● AVAILABLE RECORDS:
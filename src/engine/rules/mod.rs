// src/engine/rules/mod.rs

//! Step rules: pure functions from event history to step readiness.
//!
//! A stage is an ordered list of [`TaskStepRule`]s produced by a planner
//! ([`run::RunStagePlanner`] or [`cleanup::CleanupStagePlanner`]). Rules hold
//! no mutable state; whether a rule is ready, waiting or done is recomputed
//! from the history on every evaluation.

use std::collections::BTreeSet;
use std::fmt;

use serde::Serialize;

use crate::config::model::{Container, ImageSource, SetupCommand};
use crate::dag::ContainerDependencyGraph;
use crate::engine::history::EventHistory;
use crate::engine::steps::TaskStep;
use crate::types::{ContainerName, ContainerReference, ImagePullPolicy, NetworkReference};

pub mod cleanup;
pub mod run;

pub use cleanup::{CleanupStagePlanner, manual_cleanup_commands};
pub use run::RunStagePlanner;

/// Result of evaluating one rule against the current history.
#[derive(Debug, Clone, PartialEq, Eq)]
pub enum RuleEvaluation {
    /// Preconditions not met yet (and maybe never will be).
    NotReady,
    /// The step can run now.
    Ready(TaskStep),
    /// The step's outcome (success or failure) is already in the history.
    Done,
}

/// Produces the ordered rule set for a stage.
pub trait StagePlanner {
    fn plan(&self, graph: &ContainerDependencyGraph, history: &EventHistory) -> Vec<TaskStepRule>;
}

/// One producer of at most one step.
#[derive(Debug, Clone, PartialEq, Eq, Serialize)]
#[serde(tag = "rule")]
pub enum TaskStepRule {
    PrepareTaskNetwork,
    BuildImage {
        container: Container,
    },
    PullImage {
        image_name: String,
        pull_policy: ImagePullPolicy,
    },
    CreateContainer {
        container: Container,
        /// Containers that must be ready first.
        dependencies: BTreeSet<ContainerName>,
    },
    RunContainer {
        container: ContainerName,
        main: bool,
    },
    WaitForContainerToBecomeHealthy {
        container: ContainerName,
    },
    RunSetupCommand {
        container: ContainerName,
        command: SetupCommand,
        index: usize,
        /// Whether command 0 waits for "healthy" rather than "started".
        after_health_check: bool,
    },
    MarkContainerReady {
        container: ContainerName,
        setup_commands: usize,
        health_check: bool,
    },
    StopContainer {
        container: ContainerName,
        reference: ContainerReference,
        /// Dependents that must be stopped first.
        stop_after: BTreeSet<ContainerName>,
    },
    RemoveContainer {
        container: ContainerName,
        reference: ContainerReference,
        /// Wait for the container to stop (or fail to) before removing it.
        wait_for_stop: bool,
    },
    DeleteTaskNetwork {
        network: NetworkReference,
        /// Every container created during the run.
        containers: Vec<ContainerName>,
    },
}

impl TaskStepRule {
    pub fn evaluate(&self, history: &EventHistory) -> RuleEvaluation {
        match self {
            TaskStepRule::PrepareTaskNetwork => {
                if history.task_network().is_some() || history.network_preparation_failed() {
                    RuleEvaluation::Done
                } else {
                    RuleEvaluation::Ready(TaskStep::PrepareTaskNetwork)
                }
            }

            TaskStepRule::BuildImage { container } => {
                if history.built_image(&container.name).is_some()
                    || history.image_build_failed(&container.name)
                {
                    RuleEvaluation::Done
                } else {
                    RuleEvaluation::Ready(TaskStep::BuildImage {
                        container: container.clone(),
                    })
                }
            }

            TaskStepRule::PullImage {
                image_name,
                pull_policy,
            } => {
                if history.pulled_image(image_name).is_some()
                    || history.image_pull_failed(image_name)
                {
                    RuleEvaluation::Done
                } else {
                    RuleEvaluation::Ready(TaskStep::PullImage {
                        image_name: image_name.clone(),
                        pull_policy: *pull_policy,
                    })
                }
            }

            TaskStepRule::CreateContainer {
                container,
                dependencies,
            } => evaluate_create(history, container, dependencies),

            TaskStepRule::RunContainer { container, main } => {
                if history.has_started(container) || history.run_failed(container) {
                    return RuleEvaluation::Done;
                }
                match history.container_reference(container) {
                    Some(reference) => RuleEvaluation::Ready(TaskStep::RunContainer {
                        container: container.clone(),
                        reference: reference.clone(),
                        main: *main,
                    }),
                    None => RuleEvaluation::NotReady,
                }
            }

            TaskStepRule::WaitForContainerToBecomeHealthy { container } => {
                if history.is_healthy(container) || history.health_check_failed(container) {
                    return RuleEvaluation::Done;
                }
                match history.container_reference(container) {
                    Some(reference) if history.has_started(container) => {
                        RuleEvaluation::Ready(TaskStep::WaitForContainerToBecomeHealthy {
                            container: container.clone(),
                            reference: reference.clone(),
                        })
                    }
                    _ => RuleEvaluation::NotReady,
                }
            }

            TaskStepRule::RunSetupCommand {
                container,
                command,
                index,
                after_health_check,
            } => {
                if history.setup_command_completed(container, *index)
                    || history.setup_command_failed(container, *index)
                {
                    return RuleEvaluation::Done;
                }

                let previous_done = match index.checked_sub(1) {
                    Some(previous) => history.setup_command_completed(container, previous),
                    None if *after_health_check => history.is_healthy(container),
                    None => history.has_started(container),
                };

                match history.container_reference(container) {
                    Some(reference) if previous_done => {
                        RuleEvaluation::Ready(TaskStep::RunSetupCommand {
                            container: container.clone(),
                            reference: reference.clone(),
                            command: command.clone(),
                            index: *index,
                        })
                    }
                    _ => RuleEvaluation::NotReady,
                }
            }

            TaskStepRule::MarkContainerReady {
                container,
                setup_commands,
                health_check,
            } => {
                if history.is_ready(container) {
                    return RuleEvaluation::Done;
                }

                let prepared = match setup_commands.checked_sub(1) {
                    Some(last) => history.setup_command_completed(container, last),
                    None if *health_check => history.is_healthy(container),
                    None => history.has_started(container),
                };

                if prepared {
                    RuleEvaluation::Ready(TaskStep::MarkContainerReady {
                        container: container.clone(),
                    })
                } else {
                    RuleEvaluation::NotReady
                }
            }

            TaskStepRule::StopContainer {
                container,
                reference,
                stop_after,
            } => {
                if history.is_stopped(container)
                    || history.stop_failed(container)
                    || history.is_removed(container)
                {
                    return RuleEvaluation::Done;
                }

                let dependents_stopped = stop_after
                    .iter()
                    .all(|dependent| history.is_stopped(dependent) || history.stop_failed(dependent));

                if dependents_stopped {
                    RuleEvaluation::Ready(TaskStep::StopContainer {
                        container: container.clone(),
                        reference: reference.clone(),
                    })
                } else {
                    RuleEvaluation::NotReady
                }
            }

            TaskStepRule::RemoveContainer {
                container,
                reference,
                wait_for_stop,
            } => {
                if history.is_removed(container) || history.removal_failed(container) {
                    return RuleEvaluation::Done;
                }

                let stopped = history.is_stopped(container) || history.stop_failed(container);

                if !*wait_for_stop || stopped {
                    RuleEvaluation::Ready(TaskStep::RemoveContainer {
                        container: container.clone(),
                        reference: reference.clone(),
                    })
                } else {
                    RuleEvaluation::NotReady
                }
            }

            TaskStepRule::DeleteTaskNetwork {
                network,
                containers,
            } => {
                if history.network_deleted() || history.network_deletion_failed() {
                    return RuleEvaluation::Done;
                }

                let all_accounted_for = containers
                    .iter()
                    .all(|c| history.is_removed(c) || history.removal_failed(c));

                if all_accounted_for {
                    RuleEvaluation::Ready(TaskStep::DeleteTaskNetwork {
                        network: network.clone(),
                    })
                } else {
                    RuleEvaluation::NotReady
                }
            }
        }
    }
}

fn evaluate_create(
    history: &EventHistory,
    container: &Container,
    dependencies: &BTreeSet<ContainerName>,
) -> RuleEvaluation {
    if history.container_reference(&container.name).is_some()
        || history.creation_failed(&container.name)
    {
        return RuleEvaluation::Done;
    }

    let image = match container.image_source() {
        ImageSource::Build { .. } => history.built_image(&container.name),
        ImageSource::Pull { image_name, .. } => history.pulled_image(&image_name),
    };

    let (Some(image), Some(network)) = (image, history.task_network()) else {
        return RuleEvaluation::NotReady;
    };

    if !dependencies.iter().all(|dep| history.is_ready(dep)) {
        return RuleEvaluation::NotReady;
    }

    RuleEvaluation::Ready(TaskStep::CreateContainer {
        container: container.clone(),
        image: image.clone(),
        network: network.clone(),
    })
}

impl fmt::Display for TaskStepRule {
    fn fmt(&self, f: &mut fmt::Formatter<'_>) -> fmt::Result {
        match self {
            TaskStepRule::PrepareTaskNetwork => f.write_str("prepare task network"),
            TaskStepRule::BuildImage { container } => {
                write!(f, "build image for '{}'", container.name)
            }
            TaskStepRule::PullImage {
                image_name,
                pull_policy,
            } => write!(f, "pull '{image_name}' ({pull_policy:?})"),
            TaskStepRule::CreateContainer {
                container,
                dependencies,
            } => {
                write!(f, "create '{}'", container.name)?;
                if !dependencies.is_empty() {
                    let deps: Vec<&str> = dependencies.iter().map(String::as_str).collect();
                    write!(f, " once ready: {}", deps.join(", "))?;
                }
                Ok(())
            }
            TaskStepRule::RunContainer { container, main } => {
                if *main {
                    write!(f, "run '{container}' and wait for it to exit")
                } else {
                    write!(f, "start '{container}'")
                }
            }
            TaskStepRule::WaitForContainerToBecomeHealthy { container } => {
                write!(f, "wait for '{container}' to become healthy")
            }
            TaskStepRule::RunSetupCommand {
                container,
                command,
                index,
                ..
            } => write!(
                f,
                "run setup command #{index} in '{container}': {}",
                command.command
            ),
            TaskStepRule::MarkContainerReady { container, .. } => {
                write!(f, "mark '{container}' ready")
            }
            TaskStepRule::StopContainer { container, .. } => write!(f, "stop '{container}'"),
            TaskStepRule::RemoveContainer { container, .. } => write!(f, "remove '{container}'"),
            TaskStepRule::DeleteTaskNetwork { network, .. } => {
                write!(f, "delete network {network}")
            }
        }
    }
}
// src/errors.rs

//! Crate-wide error aliases and helpers.

use thiserror::Error;

use crate::types::{ContainerName, TaskName};

#[derive(Error, Debug)]
pub enum TaskrigError {
    #[error("Configuration error: {0}")]
    ConfigError(String),

    #[error("IO error: {0}")]
    IoError(#[from] std::io::Error),

    #[error("Task not found: {0}")]
    TaskNotFound(String),

    #[error("Cycle detected in task prerequisites: {0}")]
    DagCycle(String),

    #[error("TOML parsing error: {0}")]
    TomlError(#[from] toml::de::Error),

    #[error(transparent)]
    Graph(#[from] GraphError),

    #[error(transparent)]
    Other(#[from] anyhow::Error),
}

/// Errors raised while building a task's container dependency graph.
///
/// These are fatal and always reported before any step runs.
#[derive(Error, Debug, Clone, PartialEq, Eq)]
pub enum GraphError {
    #[error("the container '{container}' referenced by {referenced_by} does not exist")]
    MissingContainer {
        container: ContainerName,
        /// Human-readable origin of the reference, e.g. `task 'build'`.
        referenced_by: String,
    },

    #[error("the container '{container}' cannot depend on itself")]
    SelfDependency { container: ContainerName },

    #[error(
        "there is a dependency cycle in task '{task}' between containers: {}",
        containers.join(", ")
    )]
    Cycle {
        task: TaskName,
        /// Every container on the cycle, sorted by name.
        containers: Vec<ContainerName>,
    },
}

pub use anyhow::Error;
pub type Result<T> = std::result::Result<T, TaskrigError>;
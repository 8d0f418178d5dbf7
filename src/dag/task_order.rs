// src/dag/task_order.rs

//! Ordering of a task and its prerequisite tasks.

use std::collections::HashSet;

use tracing::debug;

use crate::config::model::{ConfigFile, Task};
use crate::errors::{Result, TaskrigError};

/// Resolves which tasks run for a requested task, and in what order.
#[derive(Debug, Clone, Copy)]
pub struct TaskExecutionOrderResolver<'a> {
    config: &'a ConfigFile,
}

impl<'a> TaskExecutionOrderResolver<'a> {
    pub fn new(config: &'a ConfigFile) -> Self {
        Self { config }
    }

    /// Every task to run for `task_name`, prerequisites first.
    ///
    /// Prerequisites are visited depth-first in declared order and each task
    /// appears once, even if several tasks list it. With
    /// `skip_prerequisites`, only the requested task is returned.
    pub fn resolve(&self, task_name: &str, skip_prerequisites: bool) -> Result<Vec<&'a Task>> {
        let task = self.lookup(task_name)?;

        if skip_prerequisites {
            return Ok(vec![task]);
        }

        let mut order = Vec::new();
        let mut done: HashSet<&str> = HashSet::new();
        let mut path: Vec<&str> = Vec::new();

        self.visit(task, &mut order, &mut done, &mut path)?;

        debug!(
            task = %task_name,
            order = ?order.iter().map(|t| t.name.as_str()).collect::<Vec<_>>(),
            "resolved task execution order"
        );

        Ok(order)
    }

    fn visit(
        &self,
        task: &'a Task,
        order: &mut Vec<&'a Task>,
        done: &mut HashSet<&'a str>,
        path: &mut Vec<&'a str>,
    ) -> Result<()> {
        if done.contains(task.name.as_str()) {
            return Ok(());
        }

        if let Some(start) = path.iter().position(|name| *name == task.name) {
            let mut cycle: Vec<&str> = path[start..].to_vec();
            cycle.push(task.name.as_str());
            return Err(TaskrigError::DagCycle(format!(
                "cycle detected in task prerequisites: {}",
                cycle.join(" -> ")
            )));
        }

        path.push(task.name.as_str());

        for prerequisite in task.prerequisites.iter() {
            let prerequisite = self.lookup(prerequisite)?;
            self.visit(prerequisite, order, done, path)?;
        }

        path.pop();
        done.insert(task.name.as_str());
        order.push(task);

        Ok(())
    }

    fn lookup(&self, name: &str) -> Result<&'a Task> {
        self.config
            .task
            .get(name)
            .ok_or_else(|| TaskrigError::TaskNotFound(name.to_string()))
    }
}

● ACTION ITEM: Every line above in which the word "deps" occurs is to be copied.

● RESPONSE BOX:
                    let deps: Vec<&str> = dependencies.iter().map(String::as_str).collect();
                    write!(f, " once ready: {}", deps.join(", "))?;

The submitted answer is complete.